Here are 7 items that you would be much better off buying used:
1. Cars: The new car smell is unforgettable, but what’s even more unforgettable is the fact that the minute you drive a brand new car off a lot, it’s value drops automatically by about 20%. You lose 20% in the first few spins of the wheel alone! Unless you have unlimited resources, buying a used car is a clear economical choice. If you’re worried about being able to tell how much a car is worth, check out a site like Kelley Blue Book so you have an idea of just how much you should be paying before you drive it off the lot. In addition, insurance is usually a lot less on used cars than new cars. You can find a car in excellent condition that’s a few years old, with a few miles of experience under its belt. Definitely worth the savings.

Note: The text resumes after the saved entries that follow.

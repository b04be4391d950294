//! Pseudo-terminal plumbing: the openpty pair and an async wrapper for
//! the primary endpoint.

use std::io;
use std::os::fd::AsRawFd;
use std::os::fd::OwnedFd;

use nix::pty::Winsize;
use nix::pty::openpty;
use nix::sys::termios::LocalFlags;
use nix::sys::termios::SetArg;
use nix::sys::termios::tcgetattr;
use nix::sys::termios::tcsetattr;
use tokio::io::Interest;
use tokio::io::unix::AsyncFd;

/// Opens a pseudo-terminal pair. Local echo is disabled on the secondary
/// so that bytes typed into the stream are not mirrored back into the
/// output, which keeps stdout framing clean.
pub(crate) fn open() -> io::Result<(PtyPrimary, OwnedFd)> {
    let pair = openpty(None, None).map_err(io::Error::from)?;
    disable_echo(&pair.slave)?;
    let primary = PtyPrimary::new(pair.master)?;
    Ok((primary, pair.slave))
}

fn disable_echo(fd: &OwnedFd) -> io::Result<()> {
    let mut attrs = tcgetattr(fd).map_err(io::Error::from)?;
    attrs.local_flags.remove(LocalFlags::ECHO);
    tcsetattr(fd, SetArg::TCSANOW, &attrs).map_err(io::Error::from)
}

/// The parent's duplex byte stream to the child's terminal. Reads and
/// writes are async over a non-blocking descriptor; winsize updates and
/// the interrupt-byte injection are immediate.
pub(crate) struct PtyPrimary {
    fd: AsyncFd<OwnedFd>,
}

impl PtyPrimary {
    fn new(fd: OwnedFd) -> io::Result<Self> {
        set_nonblocking(&fd)?;
        let fd = AsyncFd::with_interest(fd, Interest::READABLE | Interest::WRITABLE)?;
        Ok(Self { fd })
    }

    pub(crate) async fn read(&self, buf: &mut [u8]) -> io::Result<usize> {
        loop {
            let mut guard = self.fd.readable().await?;
            match guard.try_io(|inner| raw_read(inner.get_ref().as_raw_fd(), buf)) {
                Ok(result) => return result,
                Err(_would_block) => continue,
            }
        }
    }

    pub(crate) async fn write_all(&self, mut buf: &[u8]) -> io::Result<()> {
        while !buf.is_empty() {
            let mut guard = self.fd.writable().await?;
            match guard.try_io(|inner| raw_write(inner.get_ref().as_raw_fd(), buf)) {
                Ok(result) => {
                    let n = result?;
                    buf = &buf[n..];
                }
                Err(_would_block) => continue,
            }
        }
        Ok(())
    }

    /// Queues `0x03` on the terminal so the line discipline delivers
    /// SIGINT to the foreground process group. Best effort: a full
    /// terminal buffer means the child is not reading anyway and the
    /// signal ladder follows.
    pub(crate) fn inject_interrupt(&self) {
        let _ = raw_write(self.fd.get_ref().as_raw_fd(), &[0x03]);
    }

    /// Applying the same winsize repeatedly is idempotent; updates may
    /// arrive in any order relative to child output.
    pub(crate) fn set_winsize(&self, rows: u16, cols: u16, x: u16, y: u16) -> io::Result<()> {
        let winsize = Winsize {
            ws_row: rows,
            ws_col: cols,
            ws_xpixel: x,
            ws_ypixel: y,
        };
        let rc = unsafe {
            libc::ioctl(
                self.fd.get_ref().as_raw_fd(),
                libc::TIOCSWINSZ,
                &raw const winsize,
            )
        };
        if rc < 0 {
            return Err(io::Error::last_os_error());
        }
        Ok(())
    }

    #[cfg(test)]
    pub(crate) fn winsize(&self) -> io::Result<(u16, u16)> {
        let mut winsize = Winsize {
            ws_row: 0,
            ws_col: 0,
            ws_xpixel: 0,
            ws_ypixel: 0,
        };
        let rc = unsafe {
            libc::ioctl(
                self.fd.get_ref().as_raw_fd(),
                libc::TIOCGWINSZ,
                &raw mut winsize,
            )
        };
        if rc < 0 {
            return Err(io::Error::last_os_error());
        }
        Ok((winsize.ws_row, winsize.ws_col))
    }
}

fn set_nonblocking(fd: &OwnedFd) -> io::Result<()> {
    let raw = fd.as_raw_fd();
    let flags = unsafe { libc::fcntl(raw, libc::F_GETFL) };
    if flags < 0 {
        return Err(io::Error::last_os_error());
    }
    let rc = unsafe { libc::fcntl(raw, libc::F_SETFL, flags | libc::O_NONBLOCK) };
    if rc < 0 {
        return Err(io::Error::last_os_error());
    }
    Ok(())
}

fn raw_read(fd: i32, buf: &mut [u8]) -> io::Result<usize> {
    loop {
        let n = unsafe { libc::read(fd, buf.as_mut_ptr().cast(), buf.len()) };
        if n >= 0 {
            return Ok(n as usize);
        }
        let err = io::Error::last_os_error();
        if err.kind() != io::ErrorKind::Interrupted {
            return Err(err);
        }
    }
}

fn raw_write(fd: i32, buf: &[u8]) -> io::Result<usize> {
    loop {
        let n = unsafe { libc::write(fd, buf.as_ptr().cast(), buf.len()) };
        if n >= 0 {
            return Ok(n as usize);
        }
        let err = io::Error::last_os_error();
        if err.kind() != io::ErrorKind::Interrupted {
            return Err(err);
        }
    }
}
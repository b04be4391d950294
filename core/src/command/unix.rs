#![cfg(unix)]

use std::io;

use nix::sys::signal::Signal;
use nix::sys::signal::kill;
use nix::sys::signal::killpg;
use nix::unistd::Pid;
use tracing::info;

use crate::Result;
use crate::RunbookErr;

use super::StopSignal;

impl StopSignal {
    pub(crate) fn as_signal(self) -> Signal {
        match self {
            StopSignal::Interrupt => Signal::SIGINT,
            StopSignal::Kill => Signal::SIGKILL,
        }
    }
}

/// Signals the process group first; stopping interpreters that spawn
/// children only works reliably at the group level. Falls back to the
/// process itself, then to a forced kill.
pub(crate) fn stop_process(pid: i32, stop: StopSignal) -> Result<()> {
    let target = Pid::from_raw(pid);
    let signal = stop.as_signal();

    if let Err(err) = killpg(target, signal) {
        info!("failed to signal process group {pid}: {err}; signaling the process");
        if let Err(err) = kill(target, signal) {
            info!("failed to signal process {pid}: {err}; killing it");
            kill(target, Signal::SIGKILL).map_err(|errno| RunbookErr::Signal {
                pid,
                source: io::Error::from(errno),
            })?;
        }
    }

    Ok(())
}
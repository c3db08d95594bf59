//! Version Factory
//!
//! Stamps version metadata onto domain data and merges two histories
//! into a new version owned by this node.

use crate::domain::ports::Clock;
use crate::sync::types::{checksum_of, NodeId, VersionMetadata, Versioned};
use serde::Serialize;
use std::sync::Arc;

/// Creates and merges versions on behalf of one node.
#[derive(Clone)]
pub struct VersionFactory {
    node_id: NodeId,
    clock: Arc<dyn Clock>,
}

impl VersionFactory {
    pub fn new(node_id: NodeId, clock: Arc<dyn Clock>) -> Self {
        Self { node_id, clock }
    }

    pub fn node_id(&self) -> &NodeId {
        &self.node_id
    }

    /// Introduce a value. Always starts a fresh lineage at version 1.
    pub fn create<T: Serialize>(&self, data: T) -> Result<Versioned<T>, serde_json::Error> {
        let checksum = checksum_of(&data)?;
        Ok(Versioned::new(
            data,
            VersionMetadata {
                version: 1,
                timestamp: self.clock.now_millis(),
                node_id: self.node_id.clone(),
                checksum,
            },
        ))
    }

    /// Reconcile two histories: remote's payload under version
    /// `max(local, remote) + 1`, attributed to this node.
    ///
    /// The timestamp is strictly later than both inputs even if the local
    /// clock lags behind the remote one.
    pub fn merge<T: Serialize + Clone>(
        &self,
        local: &Versioned<T>,
        remote: &Versioned<T>,
    ) -> Result<Versioned<T>, serde_json::Error> {
        let data = remote.data.clone();
        let checksum = checksum_of(&data)?;
        let newest = local.timestamp().max(remote.timestamp());
        let timestamp = self.clock.now_millis().max(newest.saturating_add(1));

        Ok(Versioned::new(
            data,
            VersionMetadata {
                version: local.version().max(remote.version()) + 1,
                timestamp,
                node_id: self.node_id.clone(),
                checksum,
            },
        ))
    }
}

2. Textbooks: These days, even high school text books for advanced courses can run you more than $200 dollars. Most likely, at the end of the semester, that $200 will end up sitting at the bottom of a pile of junk in the corner of a room, collecting dust. For college students or medical students, textbooks can cost up to $1000 per semester! Don’t waste money on a new textbook. You can find used textbooks in excellent condition without scribbles on the pages, or anything that will interfere with studies. Choose to either rent, borrow, or buy your text book second hand for some serious savings. Some of the best sites to find these books are Amazon’s Book Rental, Swap.com, and Chegg.com
3. Children’s Clothing: Most people own at least one piece of second hand clothing, or have received a hand-me-down from one of their relatives. There’s no reason your children shouldn’t. Kids sprout up like bean stalks, out-growing their clothing month by month. Why spend money on brand new items that are just going to get tossed in the attic by the end of the year, or stained with baby mash or hot chocolate? Most reputable thrift shops have children’s sections. Browse around, pick out what you like, and just throw it in the wash before the first use. If you can’t find anything to your taste in a thrift shop, give a site like swapbabygoods.com a try.
4. Furniture: It’s no secret that furniture is pricey, and if you’re in the process of furnishing a new space with new furniture, prepare for your wallet to be drained. However, it doesn’t have to be that way. Craigslist is a goldmine for used furniture. If you’re worried about the furniture being worn, just set up a time to go see it before you make the purchase. Flea markets are also excellent places for used furniture shopping. Flea markets also tend to have very unique pieces, that you wouldn’t be able to find in your department store.
5. Children’s Toys: Just like your children will physically outgrow their clothing at a rapid pace, they will mentally outgrow their toys even quicker. Kids have short attention spans when it comes to their toys. What’s the apple of their eye one day, will be tossed to the side the next. Instead of shelling out big bucks each time they’re on to the next one, go for used options. Try sites like Craigslist and eBay, or visit any garage or estate sales going on in your area. Your little one won’t be able to tell that their new race car actually had a different driver before them.